Of course, just my 2c...

Evolution, the Ximian forks, and C#

Posted Apr 13, 2006 20:49 UTC (Thu) by jwb (guest, #15467) [Link]

Thanks for the info. I never personally got the impression that Evolution development had slowed. I only got that idea from this article. But regarding MonoDevelop, doesn't Mr. Toshok work on it? And didn't he formerly work on Evo?

It's hard to tell what it happening with Evo because the roadmap in the Evo website only goes through the current version. I have noticed a lot of people making side projects off of Evo code like Dates and TinyMail.

Evolution, the Ximian forks, and C#

Posted Apr 14, 2006 6:55 UTC (Fri) by massimiliano (subscriber, #3048) [Link]

Hey, you are extra careful!

Yes, Chris Toshok was in the Evolution team, but no, he does not work on MonoDevelop. He was initially on the debugger, and now I see that most of his svn commits are in System.Web or System.Data.

But he is just one guy coming from the Evolution team, and I just forgot about him because one single person changing team is perfectly natural in any company ;-)

BTW, who are you in real life? I generally like your comments very much here, but cannot associate "jwb" to a "web presence" outside of this forum...

Some distribution disagreements

Posted Apr 13, 2006 16:46 UTC (Thu) by allesfresser (subscriber, #216) [Link]

Um, no.

Try using an account that requires changing the mail directory (i.e., you use the account as a normal shell account, and all of the mail should get put into a directory called 'mail'.) Evolution can't handle this--if you change the mail directory it forgets that you have an INBOX. That's not very functional, if you ask me. Somehow KMail, Thunderbird, pine, and even Netscape Messenger 4 can figure this out, not to mention squirrelmail. I've tried Evolution several times over the years, and each time I go back to whatever it was I was using before, because the crashes, freezes and over-complex bugginess just really get to me.
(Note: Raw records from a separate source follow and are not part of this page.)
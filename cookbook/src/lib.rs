//! Cookbook - personal recipe repository and weekly menu planner
//!
//! Keeps recipes in memory, lets callers browse and search them, and plans
//! them into breakfast, lunch and dinner slots per calendar date.
//!
//! # Architecture
//!
//! ```text
//! Cookbook
//! ├── Arc<RecipeStore>   # recipes in insertion order, ids assigned on add
//! ├── MenuPlanner        # date -> DayMenu { breakfast, lunch, dinner }
//! └── UserProfile
//! ```
//!
//! Free-text input goes through [`parser`] before it reaches the store. The
//! store is an explicit instance shared by `Arc`; there is no global state.
//!
//! # Example
//!
//! ```
//! use std::sync::Arc;
//! use cookbook::{Category, Cookbook, MealSlot, RecipeDraft, RecipeStore, parse_date};
//!
//! let cookbook = Cookbook::new(Arc::new(RecipeStore::seeded()));
//! let id = cookbook
//!     .create_recipe(&RecipeDraft {
//!         title: "Блины".to_string(),
//!         category: Category::Breakfast,
//!         preparation_minutes: 40,
//!         ingredients: "Мука, 200, г\nМолоко, 500, мл".to_string(),
//!         steps: "Смешать\nЖарить".to_string(),
//!         image: None,
//!     })
//!     .unwrap();
//!
//! let monday = parse_date("2024-05-06").unwrap();
//! cookbook.plan(monday, MealSlot::Breakfast, id).unwrap();
//! assert_eq!(cookbook.planner().day(monday).breakfast, Some(id));
//! ```

pub mod cli;
pub mod config;
pub mod domain;
pub mod error;
pub mod parser;
pub mod planner;
pub mod seed;
mod service;
pub mod shopping;
mod store;

pub use config::{Config, WeekStart};
pub use domain::{Category, DayMenu, Diet, Ingredient, MealSlot, NewRecipe, Recipe, RecipeId, UserProfile};
pub use error::{CreateRecipeError, DateError, LabelError, ParseError, PlanError, ProfileError, ValidationError};
pub use parser::{parse_ingredient_lines, parse_steps};
pub use planner::{DATE_FORMAT, MAX_PLAN_DAYS, MenuPlanner, parse_date, week_start};
pub use service::{Cookbook, RecipeDraft, ResolvedDay};
pub use shopping::{ShoppingItem, shopping_list};
pub use store::RecipeStore;
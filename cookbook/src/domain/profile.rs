//! Local user profile and dietary preference

use serde::{Deserialize, Serialize};

use crate::error::{LabelError, ProfileError};

/// Dietary preference shown on the profile screen
#[derive(Debug, Clone, Copy, Default, PartialEq, Eq, Serialize, Deserialize)]
#[serde(rename_all = "kebab-case")]
pub enum Diet {
    #[default]
    None,
    Vegetarian,
    Vegan,
    GlutenFree,
}

impl std::fmt::Display for Diet {
    fn fmt(&self, f: &mut std::fmt::Formatter<'_>) -> std::fmt::Result {
        match self {
            Self::None => write!(f, "none"),
            Self::Vegetarian => write!(f, "vegetarian"),
            Self::Vegan => write!(f, "vegan"),
            Self::GlutenFree => write!(f, "gluten-free"),
        }
    }
}

impl std::str::FromStr for Diet {
    type Err = LabelError;

    fn from_str(s: &str) -> Result<Self, Self::Err> {
        match s.trim().to_lowercase().as_str() {
            "none" | "нет" => Ok(Self::None),
            "vegetarian" | "вегетарианство" => Ok(Self::Vegetarian),
            "vegan" | "веганство" => Ok(Self::Vegan),
            "gluten-free" | "без глютена" => Ok(Self::GlutenFree),
            _ => Err(LabelError::new("diet", s)),
        }
    }
}

/// Preferences of the single local user
#[derive(Debug, Clone, PartialEq, Eq, Serialize, Deserialize)]
pub struct UserProfile {
    pub name: String,
    pub diet: Diet,
    pub notifications: bool,
}

impl Default for UserProfile {
    fn default() -> Self {
        Self {
            name: "User".to_string(),
            diet: Diet::None,
            notifications: true,
        }
    }
}

impl UserProfile {
    /// Replace all preferences at once; a blank name leaves the profile untouched
    pub fn update(&mut self, name: &str, diet: Diet, notifications: bool) -> Result<(), ProfileError> {
        let name = name.trim();
        if name.is_empty() {
            return Err(ProfileError::EmptyName);
        }
        self.name = name.to_string();
        self.diet = diet;
        self.notifications = notifications;
        Ok(())
    }
}

#[cfg(test)]
mod tests {
    use super::*;

    #[test]
    fn test_update_profile() {
        let mut profile = UserProfile::default();
        profile.update("  Анна ", Diet::Vegan, false).unwrap();
        assert_eq!(profile.name, "Анна");
        assert_eq!(profile.diet, Diet::Vegan);
        assert!(!profile.notifications);
    }

    #[test]
    fn test_blank_name_rejected_without_change() {
        let mut profile = UserProfile::default();
        let err = profile.update("   ", Diet::Vegetarian, false).unwrap_err();
        assert!(matches!(err, ProfileError::EmptyName));
        assert_eq!(profile, UserProfile::default());
    }

    #[test]
    fn test_diet_labels() {
        assert_eq!("Без глютена".parse::<Diet>().unwrap(), Diet::GlutenFree);
        assert_eq!("gluten-free".parse::<Diet>().unwrap(), Diet::GlutenFree);
        assert_eq!(Diet::GlutenFree.to_string(), "gluten-free");
        assert!("keto".parse::<Diet>().is_err());
    }
}
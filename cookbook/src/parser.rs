//! Free-text ingredient and step parsing
//!
//! Ingredient input is one ingredient per line in the form `name, amount, unit`.
//! Fields past the third are ignored. Lines that do not carry at least a name,
//! an amount and a unit are skipped; a line whose amount is not a number stops
//! parsing and names the ingredient so the caller can point at it.

use tracing::{debug, warn};

use crate::domain::Ingredient;
use crate::error::ParseError;

/// Parse ingredient lines, failing on the first bad amount
pub fn parse_ingredient_lines(text: &str) -> Result<Vec<Ingredient>, ParseError> {
    let mut ingredients = Vec::new();

    for line in text.lines().map(str::trim).filter(|line| !line.is_empty()) {
        let fields: Vec<&str> = line.split(',').map(str::trim).collect();
        if fields.len() < 3 || fields[0].is_empty() {
            debug!(line, "Skipping malformed ingredient line");
            continue;
        }

        let (name, amount, unit) = (fields[0], fields[1], fields[2]);
        let amount = parse_amount(name, amount)?;
        ingredients.push(Ingredient::new(name, amount, unit));
    }

    Ok(ingredients)
}

fn parse_amount(name: &str, raw: &str) -> Result<f64, ParseError> {
    let amount = match raw.parse::<f64>() {
        Ok(value) if value.is_finite() => value,
        _ => {
            warn!(ingredient = name, value = raw, "Ingredient amount is not a number");
            return Err(ParseError::InvalidAmount {
                ingredient: name.to_string(),
                value: raw.to_string(),
            });
        }
    };

    if amount < 0.0 {
        warn!(ingredient = name, amount, "Ingredient amount is negative");
        return Err(ParseError::NegativeAmount {
            ingredient: name.to_string(),
            amount,
        });
    }

    Ok(amount)
}

/// Split preparation text into steps, one per non-blank line
pub fn parse_steps(text: &str) -> Vec<String> {
    text.lines()
        .map(str::trim)
        .filter(|line| !line.is_empty())
        .map(str::to_string)
        .collect()
}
(This most recent trip into Evo-land was with Ubuntu Dapper, Evo 2.6, on both i386 and powerpc)

Some distribution disagreements

Posted Apr 15, 2006 14:23 UTC (Sat) by fergal (subscriber, #602) [Link]

Have you ever tried moving 1000 messages from one folder to another? Evolution moves them one at a time: copy 1, delete 1, copy 2, delete 2, copy 3, delete 3... (IMAP has no "move" command). It takes ages and there's no excuse for it, IMAP has the ability to operate on multiple messages at a time. Whenever I need to move large number of mails around close evolution, and use python!

Also, evolution has a habit of disappearing off to think for a while, scanning all of my folders just in case any of them got a new message (yes I unchecked "check for new mail in all folders"). It can take 2 or 3 minutes to open a single message when it decides to go off doing something else.

The only reason I stick with it is because it has virtual folders and the ability to run filters on a block of selected messages and that's essential for my mail handling (I get ~500 non-spam emails per day). Last time I checked none of the other mailers had both of these features and better IMAP support.

I'm installing FC5 in a few minutes so maybe it's time to check again.